Активная специфическая иммунотерапия в сочетании с антибиотикотерапией и местным лечением дает хорошие результаты, особенно при хронических и вялотекущих процессах. Подкожное введение анатоксинов, специфических антигенов, стафилопротектинов два раза в неделю проводят в условиях поликлиники или в стационаре, если пациент находится на госпитальном лечении.

Для стимуляции неспецифического иммунитета прибегают к аутогемотрансфузии, переливанию компонентов крови, ультрафиолетовому облучению крови (УФОК); такие препараты как метилурацил, настойка лимонника и экстракт элеутерококка тоже стимулируют иммунную систему.
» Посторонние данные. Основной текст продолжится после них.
//! Combo-gift aggregation.
//!
//! Platforms that stream gift repeats emit one event per step of a streak,
//! all sharing a `group_id`. The tracker holds each open group and settles
//! it exactly once: either when the final event arrives (`repeat_end`) or
//! when the group has been idle past the combo timeout. The aggregate count
//! is the maximum observed count for monotonic platforms and the sum of
//! deltas otherwise; the adapter declares which via the envelope.

use std::collections::HashMap;
use std::time::{Duration, Instant};

use crate::envelope::{CountSemantics, EventData, EventEnvelope};

/// A settled combo group, ready to forward as one aggregated gift.
#[derive(Debug)]
pub struct ComboSettlement {
    pub group_id: String,
    pub envelope: EventEnvelope,
}

struct ComboGroup {
    /// Latest contributing envelope; the aggregate is built from it.
    template: EventEnvelope,
    semantics: CountSemantics,
    cumulative: u64,
    first_seen: Instant,
    last_updated: Instant,
}

impl ComboGroup {
    fn aggregate(self, group_id: String) -> ComboSettlement {
        let mut envelope = self.template;
        if let EventData::Gift(gift) = &mut envelope.data {
            gift.gift_count = self.cumulative;
            gift.repeat_end = true;
        }
        ComboSettlement { group_id, envelope }
    }
}

/// Tracks open combo groups keyed by group id.
#[derive(Default)]
pub struct ComboTracker {
    groups: HashMap<String, ComboGroup>,
}

impl ComboTracker {
    pub fn new() -> Self {
        Self::default()
    }

    /// Number of currently open groups.
    pub fn open_groups(&self) -> usize {
        self.groups.len()
    }

    /// Fold a gift event into its group.
    ///
    /// Returns the settlement when this event closes the group
    /// (`repeat_end`), `None` while the group stays open.
    pub fn accumulate(
        &mut self,
        group_id: &str,
        envelope: EventEnvelope,
        now: Instant,
    ) -> Option<ComboSettlement> {
        let (count, semantics, repeat_end) = match &envelope.data {
            EventData::Gift(gift) => (gift.gift_count, gift.count_semantics, gift.repeat_end),
            _ => return None,
        };

        let group = self
            .groups
            .entry(group_id.to_string())
            .or_insert_with(|| ComboGroup {
                template: envelope.clone(),
                semantics,
                cumulative: 0,
                first_seen: now,
                last_updated: now,
            });

        group.cumulative = match group.semantics {
            CountSemantics::Monotonic => group.cumulative.max(count),
            CountSemantics::Delta => group.cumulative.saturating_add(count),
        };
        group.template = envelope;
        group.last_updated = now;

        if repeat_end {
            let group = self.groups.remove(group_id).expect("group just inserted");
            return Some(group.aggregate(group_id.to_string()));
        }
        None
    }

    /// Settle every group idle for at least `timeout`.
    ///
    /// Reorders across time but never across distinct group ids.
    pub fn settle_idle(&mut self, timeout: Duration, now: Instant) -> Vec<ComboSettlement> {
        let expired: Vec<String> = self
            .groups
            .iter()
            .filter(|(_, group)| now.duration_since(group.last_updated) >= timeout)
            .map(|(id, _)| id.clone())
            .collect();

        let mut settlements: Vec<(Instant, ComboSettlement)> = expired
            .into_iter()
            .filter_map(|id| {
                self.groups
                    .remove(&id)
                    .map(|group| (group.first_seen, group.aggregate(id)))
            })
            .collect();

        // Oldest group settles first to keep delivery order stable.
        settlements.sort_by_key(|(first_seen, _)| *first_seen);
        settlements.into_iter().map(|(_, s)| s).collect()
    }
}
Если имеются иммунные нарушения, то лечение пиодермий целесообразно проводить с назначением иммуностимуляторов группы препаратов тимуса; препаратов гамма-глобулинов и стимуляторов выработки интерферона. Витаминотерапия показана при всех видах пиодермий.

Профилактика пиодермий

Профилактика как для лиц, у которых нет в анамнезе гнойничковых заболеваний, так и для лиц с рецидивами пиодермий в анамнезе, заключается в соблюдении правил личной гигиены, в организации предупреждающих мер в быту и на производстве. Соблюдение санитарно-технических и санитарно-гигиенических норм на производстве существенно снижают заболеваемость пиодермиями в отдельно взятом учреждении. Кроме того своевременная обработка травм и микротравм позволяет исключить дальнейшее инфицирование ран и развитие пиодермий.

Регулярные профилактические медицинские осмотры с целью выявления хронических заболеваний пищеварительной системы, ЛОР-органов позволяют назначить лечение и не допустить развитие вторичных пиодермий. Для больных сахарным диабетом профилактика пиодермий заключается в более тщательном уходе за кожей, в своевременном ее увлажнении, чтобы не допускать мацерации и образования микротравм, так как при сахарном диабете даже небольшая царапина зачастую становится причиной обширных и глубоких пиодермий.